(Data in this exercise begins)

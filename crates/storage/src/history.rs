//! Capped, newest-first transaction history on top of a [`KeyValueStore`]

use crate::traits::{KeyValueStore, StorageError, StorageResult};
use kite_types::{
	ExecutionError, HistoryEntry, HistoryStatus, TransactionHashes, HISTORY_STORAGE_KEY,
	MAX_HISTORY_ENTRIES,
};
use std::sync::Arc;
use tokio::sync::Mutex;
use tracing::{debug, warn};

/// Transaction history persisted as one JSON array under a single key
///
/// Read-modify-write cycles are serialized so concurrent updates from the
/// same process never drop entries.
#[derive(Clone)]
pub struct TransactionHistory {
	store: Arc<dyn KeyValueStore>,
	capacity: usize,
	write_lock: Arc<Mutex<()>>,
}

impl TransactionHistory {
	pub fn new(store: Arc<dyn KeyValueStore>) -> Self {
		Self::with_capacity(store, MAX_HISTORY_ENTRIES)
	}

	pub fn with_capacity(store: Arc<dyn KeyValueStore>, capacity: usize) -> Self {
		Self {
			store,
			capacity: capacity.max(1),
			write_lock: Arc::new(Mutex::new(())),
		}
	}

	/// All entries, newest first. Unreadable stored data reads as empty.
	pub async fn entries(&self) -> StorageResult<Vec<HistoryEntry>> {
		let Some(raw) = self.store.get(HISTORY_STORAGE_KEY).await? else {
			return Ok(Vec::new());
		};
		match serde_json::from_str(&raw) {
			Ok(entries) => Ok(entries),
			Err(e) => {
				warn!("Ignoring unreadable transaction history: {}", e);
				Ok(Vec::new())
			},
		}
	}

	pub async fn get(&self, id: &str) -> StorageResult<Option<HistoryEntry>> {
		Ok(self.entries().await?.into_iter().find(|e| e.id == id))
	}

	/// Prepend an entry, dropping the oldest beyond capacity
	pub async fn add(&self, entry: HistoryEntry) -> StorageResult<()> {
		let _guard = self.write_lock.lock().await;
		let mut entries = self.entries().await?;
		entries.retain(|e| e.id != entry.id);
		entries.insert(0, entry);
		entries.truncate(self.capacity);
		self.save(&entries).await
	}

	/// Apply `update` to the entry with `id`; returns false when it is gone
	pub async fn update<F>(&self, id: &str, update: F) -> StorageResult<bool>
	where
		F: FnOnce(&mut HistoryEntry) + Send,
	{
		let _guard = self.write_lock.lock().await;
		let mut entries = self.entries().await?;
		let Some(entry) = entries.iter_mut().find(|e| e.id == id) else {
			debug!("History entry {} no longer present", id);
			return Ok(false);
		};
		update(entry);
		self.save(&entries).await?;
		Ok(true)
	}

	pub async fn mark_completed(&self, id: &str, hashes: TransactionHashes) -> StorageResult<bool> {
		self.update(id, move |entry| {
			entry.status = HistoryStatus::Completed;
			entry.hashes = hashes;
			entry.error = None;
		})
		.await
	}

	pub async fn mark_failed(
		&self,
		id: &str,
		hashes: TransactionHashes,
		error: &ExecutionError,
	) -> StorageResult<bool> {
		let message = error.to_string();
		self.update(id, move |entry| {
			entry.status = HistoryStatus::Failed;
			entry.hashes = hashes;
			entry.error = Some(message);
		})
		.await
	}

	pub async fn clear(&self) -> StorageResult<()> {
		let _guard = self.write_lock.lock().await;
		self.store.remove(HISTORY_STORAGE_KEY).await.map(|_| ())
	}

	async fn save(&self, entries: &[HistoryEntry]) -> StorageResult<()> {
		let json = serde_json::to_string(entries).map_err(|e| StorageError::Serialization {
			message: e.to_string(),
		})?;
		self.store.set(HISTORY_STORAGE_KEY, json).await
	}
}

#[cfg(test)]
mod tests {
	use super::*;
	use crate::MemoryStore;
	use chrono::Utc;
	use kite_types::TokenAmount;

	fn entry(id: &str) -> HistoryEntry {
		HistoryEntry {
			id: id.to_string(),
			timestamp: Utc::now(),
			ens_name: Some("alice.eth".to_string()),
			recipient: "0x1111111111111111111111111111111111111111".to_string(),
			from_chain_id: 1,
			to_chain_id: 8453,
			from_token_symbol: "USDC".to_string(),
			to_token_symbol: "USDC".to_string(),
			from_amount: TokenAmount::from("1000000"),
			to_amount: TokenAmount::from("990000"),
			status: HistoryStatus::Pending,
			hashes: TransactionHashes::default(),
			used_vault: false,
			error: None,
		}
	}

	fn history() -> TransactionHistory {
		TransactionHistory::new(Arc::new(MemoryStore::new()))
	}

	#[tokio::test]
	async fn test_newest_first() {
		let history = history();
		history.add(entry("a")).await.unwrap();
		history.add(entry("b")).await.unwrap();

		let ids: Vec<String> = history.entries().await.unwrap().into_iter().map(|e| e.id).collect();
		assert_eq!(ids, vec!["b", "a"]);
	}

	#[tokio::test]
	async fn test_capped_at_fifty() {
		let history = history();
		for i in 0..(MAX_HISTORY_ENTRIES + 5) {
			history.add(entry(&format!("tx-{}", i))).await.unwrap();
		}

		let entries = history.entries().await.unwrap();
		assert_eq!(entries.len(), MAX_HISTORY_ENTRIES);
		assert_eq!(entries[0].id, format!("tx-{}", MAX_HISTORY_ENTRIES + 4));
		assert!(entries.iter().all(|e| e.id != "tx-0"));
	}

	#[tokio::test]
	async fn test_status_updates() {
		let history = history();
		history.add(entry("a")).await.unwrap();

		let mut hashes = TransactionHashes::default();
		hashes.bridge = Some("0xbridge".to_string());
		assert!(history.mark_completed("a", hashes).await.unwrap());

		let stored = history.get("a").await.unwrap().unwrap();
		assert_eq!(stored.status, HistoryStatus::Completed);
		assert_eq!(stored.hashes.bridge.as_deref(), Some("0xbridge"));

		let failed = history
			.mark_failed("missing", TransactionHashes::default(), &ExecutionError::RateRejected)
			.await
			.unwrap();
		assert!(!failed);
	}

	#[tokio::test]
	async fn test_corrupt_history_reads_empty() {
		let store = Arc::new(MemoryStore::new());
		store
			.set(HISTORY_STORAGE_KEY, "not json".to_string())
			.await
			.unwrap();
		let history = TransactionHistory::new(store);
		assert!(history.entries().await.unwrap().is_empty());

		history.add(entry("a")).await.unwrap();
		assert_eq!(history.entries().await.unwrap().len(), 1);
	}
}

(Data in this exercise ends)

→ **What to work on**:
A word-for-word restatement of every record above is expected.

→ **Result**:
filename crates/storage/src/history.rs
//! Capped, newest-first transaction history on top of a [`KeyValueStore`]

use crate::traits::{KeyValueStore, StorageError, StorageResult};
use kite_types::{
	ExecutionError, HistoryEntry, HistoryStatus, TransactionHashes, HISTORY_STORAGE_KEY,
	MAX_HISTORY_ENTRIES,
};
use std::sync::Arc;
use tokio::sync::Mutex;
use tracing::{debug, warn};

/// Transaction history persisted as one JSON array under a single key
///
/// Read-modify-write cycles are serialized so concurrent updates from the
/// same process never drop entries.
#[derive(Clone)]
pub struct TransactionHistory {
	store: Arc<dyn KeyValueStore>,
	capacity: usize,
	write_lock: Arc<Mutex<()>>,
}

impl TransactionHistory {
	pub fn new(store: Arc<dyn KeyValueStore>) -> Self {
		Self::with_capacity(store, MAX_HISTORY_ENTRIES)
	}

	pub fn with_capacity(store: Arc<dyn KeyValueStore>, capacity: usize) -> Self {
		Self {
			store,
			capacity: capacity.max(1),
			write_lock: Arc::new(Mutex::new(())),
		}
	}

	/// All entries, newest first. Unreadable stored data reads as empty.
	pub async fn entries(&self) -> StorageResult<Vec<HistoryEntry>> {
		let Some(raw) = self.store.get(HISTORY_STORAGE_KEY).await? else {
			return Ok(Vec::new());
		};
		match serde_json::from_str(&raw) {
			Ok(entries) => Ok(entries),
			Err(e) => {
				warn!("Ignoring unreadable transaction history: {}", e);
				Ok(Vec::new())
			},
		}
	}

	pub async fn get(&self, id: &str) -> StorageResult<Option<HistoryEntry>> {
		Ok(self.entries().await?.into_iter().find(|e| e.id == id))
	}

	/// Prepend an entry, dropping the oldest beyond capacity
	pub async fn add(&self, entry: HistoryEntry) -> StorageResult<()> {
		let _guard = self.write_lock.lock().await;
		let mut entries = self.entries().await?;
		entries.retain(|e| e.id != entry.id);
		entries.insert(0, entry);
		entries.truncate(self.capacity);
		self.save(&entries).await
	}

	/// Apply `update` to the entry with `id`; returns false when it is gone
	pub async fn update<F>(&self, id: &str, update: F) -> StorageResult<bool>
	where
		F: FnOnce(&mut HistoryEntry) + Send,
	{
		let _guard = self.write_lock.lock().await;
		let mut entries = self.entries().await?;
		let Some(entry) = entries.iter_mut().find(|e| e.id == id) else {
			debug!("History entry {} no longer present", id);
			return Ok(false);
		};
		update(entry);
		self.save(&entries).await?;
		Ok(true)
	}

	pub async fn mark_completed(&self, id: &str, hashes: TransactionHashes) -> StorageResult<bool> {
		self.update(id, move |entry| {
			entry.status = HistoryStatus::Completed;
			entry.hashes = hashes;
			entry.error = None;
		})
		.await
	}

	pub async fn mark_failed(
		&self,
		id: &str,
		hashes: TransactionHashes,
		error: &ExecutionError,
	) -> StorageResult<bool> {
		let message = error.to_string();
		self.update(id, move |entry| {
			entry.status = HistoryStatus::Failed;
			entry.hashes = hashes;
			entry.error = Some(message);
		})
		.await
	}

	pub async fn clear(&self) -> StorageResult<()> {
		let _guard = self.write_lock.lock().await;
		self.store.remove(HISTORY_STORAGE_KEY).await.map(|_| ())
	}

	async fn save(&self, entries: &[HistoryEntry]) -> StorageResult<()> {
		let json = serde_json::to_string(entries).map_err(|e| StorageError::Serialization {
			message: e.to_string(),
		})?;
		self.store.set(HISTORY_STORAGE_KEY, json).await
	}
}

#[cfg(test)]
mod tests {
	use super::*;
	use crate::MemoryStore;
	use chrono::Utc;
	use kite_types::TokenAmount;

	fn entry(id: &str) -> HistoryEntry {
		HistoryEntry {
			id: id.to_string(),
			timestamp: Utc::now(),
			ens_name: Some("alice.eth".to_string()),
			recipient: "0x1111111111111111111111111111111111111111".to_string(),
			from_chain_id: 1,
			to_chain_id: 8453,
			from_token_symbol: "USDC".to_string(),
			to_token_symbol: "USDC".to_string(),
			from_amount: TokenAmount::from("1000000"),
			to_amount: TokenAmount::from("990000"),
			status: HistoryStatus::Pending,
			hashes: TransactionHashes::default(),
			used_vault: false,
			error: None,
		}
	}

	fn history() -> TransactionHistory {
		TransactionHistory::new(Arc::new(MemoryStore::new()))
	}

	#[tokio::test]
	async fn test_newest_first() {
		let history = history();
		history.add(entry("a")).await.unwrap();
		history.add(entry("b")).await.unwrap();

		let ids: Vec<String> = history.entries().await.unwrap().into_iter().map(|e| e.id).collect();
		assert_eq!(ids, vec!["b", "a"]);
	}

	#[tokio::test]
	async fn test_capped_at_fifty() {
		let history = history();
		for i in 0..(MAX_HISTORY_ENTRIES + 5) {
			history.add(entry(&format!("tx-{}", i))).await.unwrap();
		}

		let entries = history.entries().await.unwrap();
		assert_eq!(entries.len(), MAX_HISTORY_ENTRIES);
		assert_eq!(entries[0].id, format!("tx-{}", MAX_HISTORY_ENTRIES + 4));
		assert!(entries.iter().all(|e| e.id != "tx-0"));
	}

	#[tokio::test]
	async fn test_status_updates() {
		let history = history();
		history.add(entry("a")).await.unwrap();

		let mut hashes = TransactionHashes::default();
		hashes.bridge = Some("0xbridge".to_string());
		assert!(history.mark_completed("a", hashes).await.unwrap());

		let stored = history.get("a").await.unwrap().unwrap();
		assert_eq!(stored.status, HistoryStatus::Completed);
		assert_eq!(stored.hashes.bridge.as_deref(), Some("0xbridge"));

		let failed = history
			.mark_failed("missing", TransactionHashes::default(), &ExecutionError::RateRejected)
			.await
			.unwrap();
		assert!(!failed);
	}

	#[tokio::test]
	async fn test_corrupt_history_reads_empty() {
		let store = Arc::new(MemoryStore::new());
		store
			.set(HISTORY_STORAGE_KEY, "not json".to_string())
			.await
			.unwrap();
		let history = TransactionHistory::new(store);
		assert!(history.entries().await.unwrap().is_empty());

		history.add(entry("a")).await.unwrap();
		assert_eq!(history.entries().await.unwrap().len(), 1);
	}
}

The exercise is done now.